Nerve autografts are widely used clinically to repair nerve grafts. However, nerve grafts have many limitations, such as, availability of donor nerve grafts, and loss of function at donor site. To overcome these problems, we have used a tissue engineering approach to design three-dimensional (3D) agarose scaffolds containing gradients of laminin-1 (LN-1) and nerve growth factor (NGF) to mimic in vivo conditions to promote nerve regeneration in rats.
To determine the effect of LN-1 gradients on neurite extension in vitro, dorsal root ganglia (DRG) from chick embryos were cultured in 3D hydrogels. A gradient of LN-1 molecules in agarose gels was made by diffusion technique. LN-1 was then immobilized to the agarose hydrogels using a photo-crosslinker, Sulfo-SANPAH (Sulfosuccinimidyl-6-[4-azido-2-nitrophenylamino] hexanoate). Anisotropic scaffolds with three different slopes of LN-1 gradients were used. Isotropic scaffolds with uniform concentrations of LN-1, at various levels, were used as a positive control. DRG cultured in anisotropic scaffolds with optimal slope of LN-1 gradient extended neurites twice as fast as DRG in optimal concentration in isotropic scaffolds. Also, in the anisotropic scaffolds the faster growing neurites were aligned along the direction of LN-1 gradient.
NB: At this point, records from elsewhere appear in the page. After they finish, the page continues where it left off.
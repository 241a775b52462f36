mod bag;
mod custom;
mod wrapped;

pub use bag::ErrorBag;
pub use custom::{CustomError, IntegrityError, ValidationError};
pub use wrapped::EngineError;

/// Export macros for creating errors
mod macros;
To promote nerve regeneration in vivo, tubular polysulfone guidance channels containing agarose hydrogels with gradients of LN-1 and NGF (anisotropic scaffolds) were used to bridge 20-mm nerve gaps in rats. Nerve autografts were used as positive controls and isotropic scaffolds, with uniform concentration of LN-1 and NGF, were used as negative controls. After 4-months, the rats were sacrificed and nerve histology was done to test for nerve regeneration. Only anisotropic scaffolds and nerve autografts contained evidence of axonal regeneration. Both groups had similar numbers of myelinated axons and similar axonal-diameter distribution. However, nerve graft group performed better in functional outcome as measured by relative gastrocnemius muscle weight (RGMW) and electrophysiology. Optimization of performance of anisotropic scaffolds by varying the LN-1 and NGF concentration gradients might lead to development of scaffolds that can perform as well as nerve auotgrafts for nerve regeneration over long nerve gaps.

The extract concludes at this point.